Stored data entries

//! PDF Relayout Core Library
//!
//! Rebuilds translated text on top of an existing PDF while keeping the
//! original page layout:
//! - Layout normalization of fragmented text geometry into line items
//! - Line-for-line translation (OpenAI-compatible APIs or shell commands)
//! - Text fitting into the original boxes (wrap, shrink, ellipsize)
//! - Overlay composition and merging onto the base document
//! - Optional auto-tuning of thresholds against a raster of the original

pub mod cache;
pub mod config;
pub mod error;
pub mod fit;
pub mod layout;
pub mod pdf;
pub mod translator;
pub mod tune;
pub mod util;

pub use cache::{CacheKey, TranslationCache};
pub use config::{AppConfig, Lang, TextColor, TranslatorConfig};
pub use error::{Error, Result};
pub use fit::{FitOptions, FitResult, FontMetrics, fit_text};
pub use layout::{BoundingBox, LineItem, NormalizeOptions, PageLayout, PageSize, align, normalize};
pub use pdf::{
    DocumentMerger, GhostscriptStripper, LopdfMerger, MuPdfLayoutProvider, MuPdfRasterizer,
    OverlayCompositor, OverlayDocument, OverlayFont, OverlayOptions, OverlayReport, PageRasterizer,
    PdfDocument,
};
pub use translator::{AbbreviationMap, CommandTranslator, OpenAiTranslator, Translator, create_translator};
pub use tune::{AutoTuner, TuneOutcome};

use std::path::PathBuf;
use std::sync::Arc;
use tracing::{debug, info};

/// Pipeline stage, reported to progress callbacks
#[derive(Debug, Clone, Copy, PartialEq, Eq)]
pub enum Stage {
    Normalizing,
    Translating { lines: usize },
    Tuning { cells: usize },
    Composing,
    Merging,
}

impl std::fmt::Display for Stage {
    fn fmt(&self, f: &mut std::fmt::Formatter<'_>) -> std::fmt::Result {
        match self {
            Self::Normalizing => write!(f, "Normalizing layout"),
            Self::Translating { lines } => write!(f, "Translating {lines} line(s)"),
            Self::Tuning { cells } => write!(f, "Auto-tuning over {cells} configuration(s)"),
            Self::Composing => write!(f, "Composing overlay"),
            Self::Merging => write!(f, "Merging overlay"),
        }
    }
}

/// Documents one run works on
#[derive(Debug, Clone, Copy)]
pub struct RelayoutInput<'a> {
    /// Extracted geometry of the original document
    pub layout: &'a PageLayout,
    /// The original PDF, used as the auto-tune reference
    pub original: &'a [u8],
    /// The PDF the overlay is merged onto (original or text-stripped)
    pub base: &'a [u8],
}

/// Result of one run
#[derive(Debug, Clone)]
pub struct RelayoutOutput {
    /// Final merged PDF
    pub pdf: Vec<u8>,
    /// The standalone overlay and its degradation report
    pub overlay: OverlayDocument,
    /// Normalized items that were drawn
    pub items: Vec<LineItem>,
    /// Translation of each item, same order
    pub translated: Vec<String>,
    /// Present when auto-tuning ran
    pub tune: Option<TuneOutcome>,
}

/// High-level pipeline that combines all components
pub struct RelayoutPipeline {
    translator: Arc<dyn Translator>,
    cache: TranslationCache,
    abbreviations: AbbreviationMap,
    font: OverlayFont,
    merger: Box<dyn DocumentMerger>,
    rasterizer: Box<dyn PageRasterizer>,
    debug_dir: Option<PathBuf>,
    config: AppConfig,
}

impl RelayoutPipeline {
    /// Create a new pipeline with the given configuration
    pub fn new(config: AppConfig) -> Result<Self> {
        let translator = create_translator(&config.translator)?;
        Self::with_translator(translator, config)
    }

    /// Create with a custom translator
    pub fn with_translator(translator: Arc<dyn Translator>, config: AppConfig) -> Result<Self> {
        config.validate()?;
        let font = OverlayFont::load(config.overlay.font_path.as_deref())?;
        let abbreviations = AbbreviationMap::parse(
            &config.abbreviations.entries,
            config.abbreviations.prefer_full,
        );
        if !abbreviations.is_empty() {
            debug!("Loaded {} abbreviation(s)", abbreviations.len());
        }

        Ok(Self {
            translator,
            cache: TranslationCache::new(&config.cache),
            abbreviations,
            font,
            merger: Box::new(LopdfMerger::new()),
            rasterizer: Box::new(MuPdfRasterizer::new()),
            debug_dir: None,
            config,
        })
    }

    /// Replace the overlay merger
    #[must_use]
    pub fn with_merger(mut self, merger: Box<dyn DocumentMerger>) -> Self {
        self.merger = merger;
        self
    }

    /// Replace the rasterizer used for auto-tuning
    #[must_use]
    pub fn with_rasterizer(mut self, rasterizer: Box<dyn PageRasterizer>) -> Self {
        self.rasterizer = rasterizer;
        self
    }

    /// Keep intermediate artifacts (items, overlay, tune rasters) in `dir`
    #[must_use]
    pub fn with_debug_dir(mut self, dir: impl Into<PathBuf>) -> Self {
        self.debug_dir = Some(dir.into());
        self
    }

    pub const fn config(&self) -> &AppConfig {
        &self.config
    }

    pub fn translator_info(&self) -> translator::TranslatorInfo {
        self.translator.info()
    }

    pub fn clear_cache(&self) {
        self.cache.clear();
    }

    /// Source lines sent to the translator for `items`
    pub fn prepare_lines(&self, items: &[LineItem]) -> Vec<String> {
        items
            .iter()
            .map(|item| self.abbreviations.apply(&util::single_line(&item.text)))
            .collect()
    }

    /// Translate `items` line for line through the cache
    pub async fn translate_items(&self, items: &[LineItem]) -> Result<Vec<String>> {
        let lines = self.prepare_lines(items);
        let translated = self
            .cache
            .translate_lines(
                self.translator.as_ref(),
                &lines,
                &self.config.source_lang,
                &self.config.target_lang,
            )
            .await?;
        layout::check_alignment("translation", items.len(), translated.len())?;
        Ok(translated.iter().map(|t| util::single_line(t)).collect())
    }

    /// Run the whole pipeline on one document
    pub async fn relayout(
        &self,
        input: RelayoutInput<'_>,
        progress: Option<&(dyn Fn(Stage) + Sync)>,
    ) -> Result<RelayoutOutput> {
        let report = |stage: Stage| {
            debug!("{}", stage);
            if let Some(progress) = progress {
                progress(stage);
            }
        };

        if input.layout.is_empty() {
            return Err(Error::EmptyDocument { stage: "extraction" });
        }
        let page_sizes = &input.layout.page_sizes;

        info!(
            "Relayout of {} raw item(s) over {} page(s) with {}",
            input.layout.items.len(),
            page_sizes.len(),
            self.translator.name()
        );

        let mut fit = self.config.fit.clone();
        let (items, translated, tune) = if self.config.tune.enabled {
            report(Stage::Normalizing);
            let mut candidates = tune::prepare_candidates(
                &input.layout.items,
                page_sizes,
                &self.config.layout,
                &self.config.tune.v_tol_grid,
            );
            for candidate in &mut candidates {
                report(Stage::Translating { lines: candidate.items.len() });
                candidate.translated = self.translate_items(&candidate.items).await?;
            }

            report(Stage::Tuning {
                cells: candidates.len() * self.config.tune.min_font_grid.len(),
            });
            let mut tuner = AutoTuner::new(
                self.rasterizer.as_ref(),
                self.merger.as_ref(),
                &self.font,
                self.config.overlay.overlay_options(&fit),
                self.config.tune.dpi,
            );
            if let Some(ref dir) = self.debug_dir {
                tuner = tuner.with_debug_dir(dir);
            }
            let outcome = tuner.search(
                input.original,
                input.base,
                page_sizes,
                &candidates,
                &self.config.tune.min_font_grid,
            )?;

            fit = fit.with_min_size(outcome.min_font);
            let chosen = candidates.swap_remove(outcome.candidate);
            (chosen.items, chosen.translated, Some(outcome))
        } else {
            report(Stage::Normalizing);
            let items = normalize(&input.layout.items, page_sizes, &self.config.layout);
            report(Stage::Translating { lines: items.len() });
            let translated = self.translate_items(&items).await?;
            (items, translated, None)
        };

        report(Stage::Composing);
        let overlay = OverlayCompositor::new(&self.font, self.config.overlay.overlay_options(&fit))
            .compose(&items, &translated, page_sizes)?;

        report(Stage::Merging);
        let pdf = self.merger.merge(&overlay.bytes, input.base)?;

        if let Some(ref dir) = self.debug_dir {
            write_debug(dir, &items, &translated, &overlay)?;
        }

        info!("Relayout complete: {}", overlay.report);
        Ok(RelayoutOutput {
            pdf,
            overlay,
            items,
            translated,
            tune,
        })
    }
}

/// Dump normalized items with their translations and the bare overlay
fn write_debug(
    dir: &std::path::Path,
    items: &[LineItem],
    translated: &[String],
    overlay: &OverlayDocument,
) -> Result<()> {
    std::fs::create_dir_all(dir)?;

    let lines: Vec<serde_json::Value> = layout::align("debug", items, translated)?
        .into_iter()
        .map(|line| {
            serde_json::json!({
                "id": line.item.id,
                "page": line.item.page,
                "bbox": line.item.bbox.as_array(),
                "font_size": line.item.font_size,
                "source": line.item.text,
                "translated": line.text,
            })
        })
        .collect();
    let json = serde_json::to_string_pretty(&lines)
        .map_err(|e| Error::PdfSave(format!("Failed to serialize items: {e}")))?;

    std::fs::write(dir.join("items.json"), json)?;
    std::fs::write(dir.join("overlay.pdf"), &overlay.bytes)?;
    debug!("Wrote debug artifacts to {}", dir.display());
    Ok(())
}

*Required work*
Copy out only the lines of the records above from the one with "a custom translator" through the one with "pub fn with_debug_dir(mut", exactly as they stand, both included.

*Problem solution*
    /// Create with a custom translator
    pub fn with_translator(translator: Arc<dyn Translator>, config: AppConfig) -> Result<Self> {
        config.validate()?;
        let font = OverlayFont::load(config.overlay.font_path.as_deref())?;
        let abbreviations = AbbreviationMap::parse(
            &config.abbreviations.entries,
            config.abbreviations.prefer_full,
        );
        if !abbreviations.is_empty() {
            debug!("Loaded {} abbreviation(s)", abbreviations.len());
        }

        Ok(Self {
            translator,
            cache: TranslationCache::new(&config.cache),
            abbreviations,
            font,
            merger: Box::new(LopdfMerger::new()),
            rasterizer: Box::new(MuPdfRasterizer::new()),
            debug_dir: None,
            config,
        })
    }

    /// Replace the overlay merger
    #[must_use]
    pub fn with_merger(mut self, merger: Box<dyn DocumentMerger>) -> Self {
        self.merger = merger;
        self
    }

    /// Replace the rasterizer used for auto-tuning
    #[must_use]
    pub fn with_rasterizer(mut self, rasterizer: Box<dyn PageRasterizer>) -> Self {
        self.rasterizer = rasterizer;
        self
    }

    /// Keep intermediate artifacts (items, overlay, tune rasters) in `dir`
    #[must_use]
    pub fn with_debug_dir(mut self, dir: impl Into<PathBuf>) -> Self {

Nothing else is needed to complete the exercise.